Start of Block
//! Full pipeline runs: every pass composed over one query.

use reliq::model::Model;
use reliq::query::{
    BodyClause, Expr, ExternalValue, ParameterValue, QueryCompiler, QueryModel, ResultOperator,
    Value,
};
use reliq::types::SourceIdGen;

/// Routes pass-level tracing through the test harness; `RUST_LOG` selects
/// what is shown. Safe to call from every test, first caller wins.
fn init_tracing() {
    let _ = tracing_subscriber::fmt()
        .with_env_filter(tracing_subscriber::EnvFilter::from_default_env())
        .with_test_writer()
        .try_init();
}

fn model() -> Model {
    Model::builder()
        .entity("Customer", |e| {
            e.property("Id").property("Name").primary_key(["Id"])
        })
        .entity("Order", |e| {
            e.property("Id")
                .property("Total")
                .nullable_property("CustomerId")
                .primary_key(["Id"])
        })
        .relation("Order", "Customer", |r| {
            r.foreign_key(["CustomerId"])
                .optional()
                .dependent_nav("Customer")
                .principal_nav("Orders")
        })
        .build()
        .expect("model builds")
}

fn filter_by_customer_name(model: &Model, name: &str, total: i64) -> QueryModel {
    let orders = model.entity_by_name("Order").expect("Order").id;
    let mut ids = SourceIdGen::new();
    let root = ids.fresh();
    QueryModel::from_entity(root, orders).with_where(Expr::and(
        Expr::eq(
            Expr::property(Expr::property(Expr::Source(root), "Customer"), "Name"),
            Expr::External(ExternalValue::scalar("name", name)),
        ),
        Expr::binary(
            reliq::query::BinaryOp::Gt,
            Expr::property(Expr::Source(root), "Total"),
            Expr::External(ExternalValue::scalar("total", total)),
        ),
    ))
}

#[test]
fn navigation_filter_with_captures_compiles() {
    init_tracing();
    let model = model();
    let compiled = QueryCompiler::new(&model)
        .compile(filter_by_customer_name(&model, "acme", 10))
        .expect("compiles");

    assert!(matches!(compiled.query.body[0], BodyClause::GroupJoin(_)));
    assert!(matches!(compiled.query.body[1], BodyClause::Flatten(_)));
    assert!(matches!(compiled.query.body[2], BodyClause::Where(_)));
    assert_eq!(compiled.parameters.len(), 2);
    assert_eq!(
        compiled.parameters.get("__name_0"),
        Some(&ParameterValue::Scalar(Value::String("acme".into())))
    );
    assert_eq!(
        compiled.parameters.get("__total_1"),
        Some(&ParameterValue::Scalar(Value::Int(10)))
    );
    assert!(compiled.diagnostics.is_empty());
    assert!(compiled.correlations.is_empty());
}

#[test]
fn shape_hash_ignores_captured_payloads_but_not_shape() {
    init_tracing();
    let model = model();
    let a = QueryCompiler::new(&model)
        .compile(filter_by_customer_name(&model, "acme", 10))
        .expect("compiles");
    let b = QueryCompiler::new(&model)
        .compile(filter_by_customer_name(&model, "globex", 99))
        .expect("compiles");
    assert_eq!(a.shape_hash, b.shape_hash);

    let different = QueryCompiler::new(&model)
        .compile(
            filter_by_customer_name(&model, "acme", 10).with_operator(ResultOperator::Distinct),
        )
        .expect("compiles");
    assert_ne!(a.shape_hash, different.shape_hash);
}

#[test]
fn collection_null_comparison_warns_but_compiles() {
    init_tracing();
    let model = model();
    let customers = model.entity_by_name("Customer").expect("Customer").id;
    let mut ids = SourceIdGen::new();
    let root = ids.fresh();
    let query = QueryModel::from_entity(root, customers).with_where(Expr::eq(
        Expr::property(Expr::Source(root), "Orders"),
        Expr::null(),
    ));

    let compiled = QueryCompiler::new(&model).compile(query).expect("compiles");
    assert_eq!(compiled.diagnostics.len(), 1);
    assert_eq!(compiled.diagnostics[0].code(), "CollectionNullComparison");
    let BodyClause::Where(pred) = &compiled.query.body[0] else {
        panic!("unexpected clause {:?}", compiled.query.body[0]);
    };
    // The owner is compared instead of the collection.
    assert_eq!(
        *pred,
        Expr::eq(Expr::property(Expr::Source(root), "Id"), Expr::null())
    );
}

#[test]
fn any_equality_against_capture_becomes_contains() {
    init_tracing();
    let model = model();
    let customers = model.entity_by_name("Customer").expect("Customer").id;
    let orders = model.entity_by_name("Order").expect("Order").id;
    let mut ids = SourceIdGen::new();
    let root = ids.fresh();
    let sub_src = ids.fresh();
    let sub = QueryModel::from_entity(sub_src, orders)
        .with_projection(Expr::property(Expr::Source(sub_src), "Id"))
        .with_where(Expr::eq(
            Expr::property(Expr::Source(sub_src), "Id"),
            Expr::External(ExternalValue::scalar("wanted", 5i64)),
        ))
        .with_operator(ResultOperator::Any);
    let query = QueryModel::from_entity(root, customers).with_where(Expr::subquery(sub));

    let compiled = QueryCompiler::new(&model).compile(query).expect("compiles");
    let BodyClause::Where(Expr::Subquery(sub)) = &compiled.query.body[0] else {
        panic!("unexpected clause {:?}", compiled.query.body[0]);
    };
    assert!(sub.body.is_empty());
    assert_eq!(
        sub.operators,
        vec![ResultOperator::Contains(Expr::Parameter(
            "__wanted_0".to_owned()
        ))]
    );
    assert_eq!(
        compiled.parameters.get("__wanted_0"),
        Some(&ParameterValue::Scalar(Value::Int(5)))
    );
}

#[test]
fn captured_queryable_is_inlined_and_rewritten() {
    init_tracing();
    let model = model();
    let customers = model.entity_by_name("Customer").expect("Customer").id;
    let orders = model.entity_by_name("Order").expect("Order").id;

    // The captured query carries its own navigation to expand.
    let mut captured_ids = SourceIdGen::new();
    let captured_root = captured_ids.fresh();
    let captured = QueryModel::from_entity(captured_root, orders).with_where(Expr::eq(
        Expr::property(
            Expr::property(Expr::Source(captured_root), "Customer"),
            "Name",
        ),
        Expr::constant("acme"),
    ));

    let mut ids = SourceIdGen::new();
    let root = ids.fresh();
    let query = QueryModel::from_entity(root, customers).with_projection(Expr::ArrayLength(
        Box::new(Expr::External(ExternalValue::queryable("matching", captured))),
    ));

    let compiled = QueryCompiler::new(&model).compile(query).expect("compiles");

    // Inlined, navigation-rewritten, and the length folded into a count.
    let Expr::Subquery(sub) = &compiled.query.projection else {
        panic!("unexpected projection {:?}", compiled.query.projection);
    };
    assert_eq!(sub.operators, vec![ResultOperator::Count]);
    assert!(matches!(sub.body[0], BodyClause::GroupJoin(_)));
    assert!(matches!(sub.body[1], BodyClause::Flatten(_)));
    assert_ne!(sub.source.id, root, "inlined ids are remapped");
}

#[test]
fn duplicate_projected_subqueries_share_one_evaluation() {
    init_tracing();
    let model = model();
    let customers = model.entity_by_name("Customer").expect("Customer").id;
    let orders = model.entity_by_name("Order").expect("Order").id;
    let mut ids = SourceIdGen::new();
    let root = ids.fresh();
    let sub_src = ids.fresh();
    let count = QueryModel::from_entity(sub_src, orders).with_operator(ResultOperator::Count);
    let query = QueryModel::from_entity(root, customers).with_projection(Expr::KeyTuple(vec![
        Expr::subquery(count.clone()),
        Expr::subquery(count),
    ]));

    let compiled = QueryCompiler::new(&model).compile(query).expect("compiles");
    let Expr::KeyTuple(items) = &compiled.query.projection else {
        panic!("unexpected projection {:?}", compiled.query.projection);
    };
    assert!(matches!(items[0], Expr::Shared { slot: 0, .. }));
    assert_eq!(items[1], Expr::SharedRef(0));
}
End of Block
ASSIGNED TASK: Output the data above exactly, please, line for line.

OUTPUT:
//! Full pipeline runs: every pass composed over one query.

use reliq::model::Model;
use reliq::query::{
    BodyClause, Expr, ExternalValue, ParameterValue, QueryCompiler, QueryModel, ResultOperator,
    Value,
};
use reliq::types::SourceIdGen;

/// Routes pass-level tracing through the test harness; `RUST_LOG` selects
/// what is shown. Safe to call from every test, first caller wins.
fn init_tracing() {
    let _ = tracing_subscriber::fmt()
        .with_env_filter(tracing_subscriber::EnvFilter::from_default_env())
        .with_test_writer()
        .try_init();
}

fn model() -> Model {
    Model::builder()
        .entity("Customer", |e| {
            e.property("Id").property("Name").primary_key(["Id"])
        })
        .entity("Order", |e| {
            e.property("Id")
                .property("Total")
                .nullable_property("CustomerId")
                .primary_key(["Id"])
        })
        .relation("Order", "Customer", |r| {
            r.foreign_key(["CustomerId"])
                .optional()
                .dependent_nav("Customer")
                .principal_nav("Orders")
        })
        .build()
        .expect("model builds")
}

fn filter_by_customer_name(model: &Model, name: &str, total: i64) -> QueryModel {
    let orders = model.entity_by_name("Order").expect("Order").id;
    let mut ids = SourceIdGen::new();
    let root = ids.fresh();
    QueryModel::from_entity(root, orders).with_where(Expr::and(
        Expr::eq(
            Expr::property(Expr::property(Expr::Source(root), "Customer"), "Name"),
            Expr::External(ExternalValue::scalar("name", name)),
        ),
        Expr::binary(
            reliq::query::BinaryOp::Gt,
            Expr::property(Expr::Source(root), "Total"),
            Expr::External(ExternalValue::scalar("total", total)),
        ),
    ))
}

#[test]
fn navigation_filter_with_captures_compiles() {
    init_tracing();
    let model = model();
    let compiled = QueryCompiler::new(&model)
        .compile(filter_by_customer_name(&model, "acme", 10))
        .expect("compiles");

    assert!(matches!(compiled.query.body[0], BodyClause::GroupJoin(_)));
    assert!(matches!(compiled.query.body[1], BodyClause::Flatten(_)));
    assert!(matches!(compiled.query.body[2], BodyClause::Where(_)));
    assert_eq!(compiled.parameters.len(), 2);
    assert_eq!(
        compiled.parameters.get("__name_0"),
        Some(&ParameterValue::Scalar(Value::String("acme".into())))
    );
    assert_eq!(
        compiled.parameters.get("__total_1"),
        Some(&ParameterValue::Scalar(Value::Int(10)))
    );
    assert!(compiled.diagnostics.is_empty());
    assert!(compiled.correlations.is_empty());
}

#[test]
fn shape_hash_ignores_captured_payloads_but_not_shape() {
    init_tracing();
    let model = model();
    let a = QueryCompiler::new(&model)
        .compile(filter_by_customer_name(&model, "acme", 10))
        .expect("compiles");
    let b = QueryCompiler::new(&model)
        .compile(filter_by_customer_name(&model, "globex", 99))
        .expect("compiles");
    assert_eq!(a.shape_hash, b.shape_hash);

    let different = QueryCompiler::new(&model)
        .compile(
            filter_by_customer_name(&model, "acme", 10).with_operator(ResultOperator::Distinct),
        )
        .expect("compiles");
    assert_ne!(a.shape_hash, different.shape_hash);
}

#[test]
fn collection_null_comparison_warns_but_compiles() {
    init_tracing();
    let model = model();
    let customers = model.entity_by_name("Customer").expect("Customer").id;
    let mut ids = SourceIdGen::new();
    let root = ids.fresh();
    let query = QueryModel::from_entity(root, customers).with_where(Expr::eq(
        Expr::property(Expr::Source(root), "Orders"),
        Expr::null(),
    ));

    let compiled = QueryCompiler::new(&model).compile(query).expect("compiles");
    assert_eq!(compiled.diagnostics.len(), 1);
    assert_eq!(compiled.diagnostics[0].code(), "CollectionNullComparison");
    let BodyClause::Where(pred) = &compiled.query.body[0] else {
        panic!("unexpected clause {:?}", compiled.query.body[0]);
    };
    // The owner is compared instead of the collection.
    assert_eq!(
        *pred,
        Expr::eq(Expr::property(Expr::Source(root), "Id"), Expr::null())
    );
}

#[test]
fn any_equality_against_capture_becomes_contains() {
    init_tracing();
    let model = model();
    let customers = model.entity_by_name("Customer").expect("Customer").id;
    let orders = model.entity_by_name("Order").expect("Order").id;
    let mut ids = SourceIdGen::new();
    let root = ids.fresh();
    let sub_src = ids.fresh();
    let sub = QueryModel::from_entity(sub_src, orders)
        .with_projection(Expr::property(Expr::Source(sub_src), "Id"))
        .with_where(Expr::eq(
            Expr::property(Expr::Source(sub_src), "Id"),
            Expr::External(ExternalValue::scalar("wanted", 5i64)),
        ))
        .with_operator(ResultOperator::Any);
    let query = QueryModel::from_entity(root, customers).with_where(Expr::subquery(sub));

    let compiled = QueryCompiler::new(&model).compile(query).expect("compiles");
    let BodyClause::Where(Expr::Subquery(sub)) = &compiled.query.body[0] else {
        panic!("unexpected clause {:?}", compiled.query.body[0]);
    };
    assert!(sub.body.is_empty());
    assert_eq!(
        sub.operators,
        vec![ResultOperator::Contains(Expr::Parameter(
            "__wanted_0".to_owned()
        ))]
    );
    assert_eq!(
        compiled.parameters.get("__wanted_0"),
        Some(&ParameterValue::Scalar(Value::Int(5)))
    );
}

#[test]
fn captured_queryable_is_inlined_and_rewritten() {
    init_tracing();
    let model = model();
    let customers = model.entity_by_name("Customer").expect("Customer").id;
    let orders = model.entity_by_name("Order").expect("Order").id;

    // The captured query carries its own navigation to expand.
    let mut captured_ids = SourceIdGen::new();
    let captured_root = captured_ids.fresh();
    let captured = QueryModel::from_entity(captured_root, orders).with_where(Expr::eq(
        Expr::property(
            Expr::property(Expr::Source(captured_root), "Customer"),
            "Name",
        ),
        Expr::constant("acme"),
    ));

    let mut ids = SourceIdGen::new();
    let root = ids.fresh();
    let query = QueryModel::from_entity(root, customers).with_projection(Expr::ArrayLength(
        Box::new(Expr::External(ExternalValue::queryable("matching", captured))),
    ));

    let compiled = QueryCompiler::new(&model).compile(query).expect("compiles");

    // Inlined, navigation-rewritten, and the length folded into a count.
    let Expr::Subquery(sub) = &compiled.query.projection else {
        panic!("unexpected projection {:?}", compiled.query.projection);
    };
    assert_eq!(sub.operators, vec![ResultOperator::Count]);
    assert!(matches!(sub.body[0], BodyClause::GroupJoin(_)));
    assert!(matches!(sub.body[1], BodyClause::Flatten(_)));
    assert_ne!(sub.source.id, root, "inlined ids are remapped");
}

#[test]
fn duplicate_projected_subqueries_share_one_evaluation() {
    init_tracing();
    let model = model();
    let customers = model.entity_by_name("Customer").expect("Customer").id;
    let orders = model.entity_by_name("Order").expect("Order").id;
    let mut ids = SourceIdGen::new();
    let root = ids.fresh();
    let sub_src = ids.fresh();
    let count = QueryModel::from_entity(sub_src, orders).with_operator(ResultOperator::Count);
    let query = QueryModel::from_entity(root, customers).with_projection(Expr::KeyTuple(vec![
        Expr::subquery(count.clone()),
        Expr::subquery(count),
    ]));

    let compiled = QueryCompiler::new(&model).compile(query).expect("compiles");
    let Expr::KeyTuple(items) = &compiled.query.projection else {
        panic!("unexpected projection {:?}", compiled.query.projection);
    };
    assert!(matches!(items[0], Expr::Shared { slot: 0, .. }));
    assert_eq!(items[1], Expr::SharedRef(0));
}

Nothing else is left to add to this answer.